### [Work required]
Only the lines below between the ones containing "and two relations." and "r0 = [0.5, 0]", inclusive, are to be reproduced, each exactly as it stands.

--- Data for this task Enclosed Below ---

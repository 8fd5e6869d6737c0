//! End-to-end training tests: orchestrator, workers, checkpoints, early stop.

use lattix_learn::gradient::GradientAccumulator;
use lattix_learn::{
    load_model, BatchRow, BatchSource, BatchUnit, EmbeddingMatrix, FixedRows, LearnParams, Learner,
    ModelKind, RankValidator, ScoringStrategy, ShuffledBatcher, StopReason, TrainedModel, TransE, Triple,
    TripleSet,
};
use std::sync::atomic::{AtomicU64, Ordering};
use std::sync::Arc;

/// Two interleaved chains over `n` entities and two relations.
fn synthetic_graph(n: u64) -> TripleSet {
    let mut triples = Vec::new();
    for i in 0..n {
        triples.push(Triple::new(i, 0, (i + 1) % n));
        triples.push(Triple::new(i, 1, (i + 3) % n));
    }
    TripleSet::new(triples)
}

fn base_params(set: &TripleSet) -> LearnParams {
    LearnParams::default()
        .with_shape(set.num_entities(), set.num_relations(), 8)
        .with_epochs(4)
        .with_batch_size(5)
        .with_learning_rate(0.05)
        .with_seed(9)
}

fn close(a: &[f32], b: &[f32]) -> bool {
    a.len() == b.len() && a.iter().zip(b).all(|(x, y)| (x - y).abs() < 1e-6)
}

#[test]
fn hand_computed_squared_l2_step() {
    // e0 = [0, 0], e1 = [1, 1], r0 = [0.5, 0]
    // true (0, 0, 1):       x = [-0.5, -1], d = 1.25, slope = [-1, -2]
    // tail corrupted to 0:  x = [ 0.5,  0], d = 0.25, slope = [ 1,  0]
    // 1.25 + 1 > 0.25, so the row violates.
    let entities = EmbeddingMatrix::from_vec(2, 2, vec![0.0, 0.0, 1.0, 1.0]).unwrap();
    let relations = EmbeddingMatrix::from_vec(1, 2, vec![0.5, 0.0]).unwrap();
    let start = TrainedModel::new(entities, relations).unwrap();

    let params = LearnParams::default()
        .with_shape(2, 1, 2)
        .with_epochs(1)
        .with_batch_size(1)
        .with_margin(1.0)
        .with_learning_rate(0.1)
        .with_model(ModelKind::TranseL2);
    let mut source = FixedRows::new(vec![BatchRow::new(0, 0, 1).with_neg_tail(0)]);
    let (model, report) = Learner::new(params)
        .unwrap()
        .with_warm_start(start)
        .unwrap()
        .train(&mut source)
        .unwrap();

    assert_eq!(report.epochs[0].violations, 1);
    assert_eq!(report.epochs[0].corruptions, 1);
    // head: +pos - neg2 = [-2, -2]; nt (= head): +neg2 = [1, 0]; tail: -pos = [1, 2]
    assert!(close(&model.entities.row(0), &[0.1, 0.2]), "{:?}", model.entities.row(0));
    assert!(close(&model.entities.row(1), &[0.9, 0.8]), "{:?}", model.entities.row(1));
    // relation: +pos - neg2 = [-2, -2]
    assert!(close(&model.relations.row(0), &[0.7, 0.2]), "{:?}", model.relations.row(0));
}

#[test]
fn single_thread_runs_are_bit_identical() {
    let set = synthetic_graph(30);
    let run = || {
        let params = base_params(&set).with_adagrad(true);
        let mut source = ShuffledBatcher::new(&set, 2, params.seed);
        Learner::new(params).unwrap().train(&mut source).unwrap()
    };
    let (a, report_a) = run();
    let (b, report_b) = run();

    assert!(a.entities.same_values(&b.entities));
    assert!(a.relations.same_values(&b.relations));
    let (acc_a, acc_b) = (a.optimizer.unwrap(), b.optimizer.unwrap());
    assert!(acc_a.entities.same_values(&acc_b.entities));
    assert_eq!(report_a.total_violations(), report_b.total_violations());
    assert_eq!(report_a.total_conflicts(), 0);
}

/// TransE wrapper that recounts violations on its own before delegating.
struct Recounting {
    inner: TransE,
    margin: f32,
    seen: Arc<AtomicU64>,
}

impl ScoringStrategy for Recounting {
    fn name(&self) -> &'static str {
        "recounting"
    }

    fn distance(&self, head: &[f32], relation: &[f32], tail: &[f32]) -> f32 {
        self.inner.distance(head, relation, tail)
    }

    fn process_batch(
        &self,
        io: &mut BatchUnit,
        entities: &EmbeddingMatrix,
        relations: &EmbeddingMatrix,
        margin: f32,
        epoch: u32,
        ge: &mut GradientAccumulator,
        gr: &mut GradientAccumulator,
    ) {
        assert_eq!(margin, self.margin);
        let mut count = 0;
        for row in io.rows() {
            let r = relations.row(row.relation);
            let d_pos = self.distance(&entities.row(row.head), &r, &entities.row(row.tail));
            if let Some(nh) = row.neg_head {
                count += u64::from(d_pos + margin > self.distance(&entities.row(nh), &r, &entities.row(row.tail)));
            }
            if let Some(nt) = row.neg_tail {
                count += u64::from(d_pos + margin > self.distance(&entities.row(row.head), &r, &entities.row(nt)));
            }
        }
        self.seen.fetch_add(count, Ordering::Relaxed);
        self.inner.process_batch(io, entities, relations, margin, epoch, ge, gr);
    }
}

#[test]
fn reported_violations_match_independent_recount() {
    let set = synthetic_graph(25);
    let params = base_params(&set).with_margin(2.0);
    let seen = Arc::new(AtomicU64::new(0));
    let strategy = Recounting {
        inner: TransE::l1(),
        margin: 2.0,
        seen: Arc::clone(&seen),
    };
    let mut source = ShuffledBatcher::new(&set, 1, 4);
    let (_, report) = Learner::new(params)
        .unwrap()
        .with_strategy(Box::new(strategy))
        .train(&mut source)
        .unwrap();

    assert!(report.total_violations() > 0);
    assert_eq!(report.total_violations(), seen.load(Ordering::Relaxed));
}

#[test]
fn final_checkpoint_round_trips_with_shards_and_compression() {
    let dir = tempfile::tempdir().unwrap();
    let folder = dir.path().join("model");
    let set = synthetic_graph(23);
    let mut params = base_params(&set).with_storage(&folder, 1, true);
    params.nstorethreads = 3;
    let mut source = ShuffledBatcher::new(&set, 1, 1);
    let (model, report) = Learner::new(params).unwrap().train(&mut source).unwrap();

    assert_eq!(report.failed_checkpoints(), 0);
    assert!(report.checkpoints.last().unwrap().is_final);

    let loaded = load_model(&folder).unwrap();
    assert!(loaded.entities.same_values(&model.entities));
    assert!(loaded.relations.same_values(&model.relations));
    let meta = lattix_learn::persistence::read_meta(&folder).unwrap();
    assert!(meta.compressed);
    assert_eq!(meta.epoch, 4);
    // 23 entities over 3 shards, 2 relations over 2.
    assert_eq!(meta.shards.len(), 5);
    assert_eq!(meta.model, "transe-l1");

    // The first periodic checkpoint can never be skipped.
    let first = load_model(folder.join("epoch-1")).unwrap();
    assert_eq!(first.num_entities(), 23);
    assert_eq!(first.dim(), 8);
}

#[test]
fn adagrad_state_survives_storage() {
    let dir = tempfile::tempdir().unwrap();
    let set = synthetic_graph(12);
    let params = base_params(&set).with_adagrad(true).with_storage(dir.path(), 0, false);
    let mut source = ShuffledBatcher::new(&set, 1, 2);
    let (model, _) = Learner::new(params).unwrap().train(&mut source).unwrap();

    let loaded = load_model(dir.path()).unwrap();
    let stored = loaded.optimizer.expect("accumulators stored");
    let live = model.optimizer.unwrap();
    assert!(stored.entities.same_values(&live.entities));
    assert!(stored.relations.same_values(&live.relations));
    assert!(live.entities.snapshot().iter().all(|v| *v >= 0.0));
    assert!(live.entities.snapshot().iter().any(|v| *v > 0.0));
}

#[test]
fn early_stop_waits_for_min_full_epochs() {
    let set = synthetic_graph(20);
    // An impossible improvement target stops at the first epoch allowed to.
    let params = base_params(&set).with_epochs(10).with_feedback(10.0, 2);
    let mut source = ShuffledBatcher::new(&set, 1, 3);
    let (_, report) = Learner::new(params).unwrap().train(&mut source).unwrap();

    assert_eq!(report.epochs.len(), 3);
    assert!(matches!(report.stop, StopReason::EarlyStop { epoch: 3, .. }));
}

#[test]
fn without_feedback_every_epoch_runs() {
    let set = synthetic_graph(20);
    let params = base_params(&set).with_epochs(6);
    let mut source = ShuffledBatcher::new(&set, 1, 3);
    let (_, report) = Learner::new(params).unwrap().train(&mut source).unwrap();
    assert_eq!(report.stop, StopReason::Completed);
    assert_eq!(report.epochs_run(), 6);
}

#[test]
fn storage_failure_does_not_stop_training() {
    let dir = tempfile::tempdir().unwrap();
    let blocker = dir.path().join("file");
    std::fs::write(&blocker, b"not a directory").unwrap();

    let set = synthetic_graph(10);
    let params = base_params(&set).with_storage(&blocker, 2, false);
    let mut source = ShuffledBatcher::new(&set, 1, 5);
    let (_, report) = Learner::new(params).unwrap().train(&mut source).unwrap();

    assert_eq!(report.epochs_run(), 4);
    assert!(report.failed_checkpoints() > 0);
    assert!(report.checkpoints.iter().all(|c| c.error.is_some()));
}

#[test]
fn many_workers_process_every_row() {
    let set = synthetic_graph(200);
    let params = base_params(&set).with_threads(4, 2).with_batch_size(16).with_epochs(3);
    let mut source = ShuffledBatcher::new(&set, 2, 8);
    let expected_rows = source.rows_per_epoch().unwrap() as u64;
    let (model, report) = Learner::new(params).unwrap().train(&mut source).unwrap();

    for s in &report.epochs {
        assert_eq!(s.rows, expected_rows);
        assert_eq!(s.corruptions, 2 * expected_rows);
        assert!(s.violations <= s.corruptions);
    }
    assert!(model.entities.snapshot().iter().all(|v| v.is_finite()));
}

#[test]
fn warm_start_picks_up_stored_model() {
    let dir = tempfile::tempdir().unwrap();
    let set = synthetic_graph(15);
    let params = base_params(&set).with_storage(dir.path(), 0, false);
    let mut source = ShuffledBatcher::new(&set, 1, 6);
    Learner::new(params.clone()).unwrap().train(&mut source).unwrap();

    let loaded = load_model(dir.path()).unwrap();
    let expected = loaded.entities.duplicate();
    let params = LearnParams {
        storefolder: None,
        ..params
    };
    // No rows: the warm-started matrices must come back untouched.
    let (model, _) = Learner::new(params)
        .unwrap()
        .with_warm_start(loaded)
        .unwrap()
        .train(&mut FixedRows::new(Vec::new()))
        .unwrap();
    assert!(model.entities.same_values(&expected));
}

#[test]
fn validation_follows_evalits() {
    let set = synthetic_graph(20);
    let split = set.split(0.2, 0.0, 1).unwrap();
    let params = base_params(&set).with_eval_every(2);
    let mut source = ShuffledBatcher::new(&split.train, 1, 7);
    let (_, report) = Learner::new(params)
        .unwrap()
        .with_validator(RankValidator::new(split.valid.triples().to_vec()))
        .train(&mut source)
        .unwrap();

    let validated: Vec<u32> = report
        .epochs
        .iter()
        .filter(|s| s.validation.is_some())
        .map(|s| s.epoch)
        .collect();
    assert_eq!(validated, vec![2, 4]);
    let metrics = &report.epochs[1].validation.as_ref().unwrap().metrics;
    assert_eq!(metrics.num_ranks, 2 * split.valid.len());
    assert!(metrics.mrr > 0.0 && metrics.mrr <= 1.0);
}

#[test]
fn file_trace_is_written() {
    let dir = tempfile::tempdir().unwrap();
    let trace = dir.path().join("grads.csv");
    let set = synthetic_graph(10);
    let params = base_params(&set).with_margin(50.0).with_filetrace(&trace);
    let mut source = ShuffledBatcher::new(&set, 1, 1);
    Learner::new(params).unwrap().train(&mut source).unwrap();

    let text = std::fs::read_to_string(&trace).unwrap();
    let mut lines = text.lines();
    assert_eq!(lines.next(), Some("epoch,kind,id,n,norm,conflict"));
    assert!(lines.count() > 0);
}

--- End of Enclosed Data for this task ---

### [Written response]
/// Two interleaved chains over `n` entities and two relations.
fn synthetic_graph(n: u64) -> TripleSet {
    let mut triples = Vec::new();
    for i in 0..n {
        triples.push(Triple::new(i, 0, (i + 1) % n));
        triples.push(Triple::new(i, 1, (i + 3) % n));
    }
    TripleSet::new(triples)
}

fn base_params(set: &TripleSet) -> LearnParams {
    LearnParams::default()
        .with_shape(set.num_entities(), set.num_relations(), 8)
        .with_epochs(4)
        .with_batch_size(5)
        .with_learning_rate(0.05)
        .with_seed(9)
}

fn close(a: &[f32], b: &[f32]) -> bool {
    a.len() == b.len() && a.iter().zip(b).all(|(x, y)| (x - y).abs() < 1e-6)
}

#[test]
fn hand_computed_squared_l2_step() {
    // e0 = [0, 0], e1 = [1, 1], r0 = [0.5, 0]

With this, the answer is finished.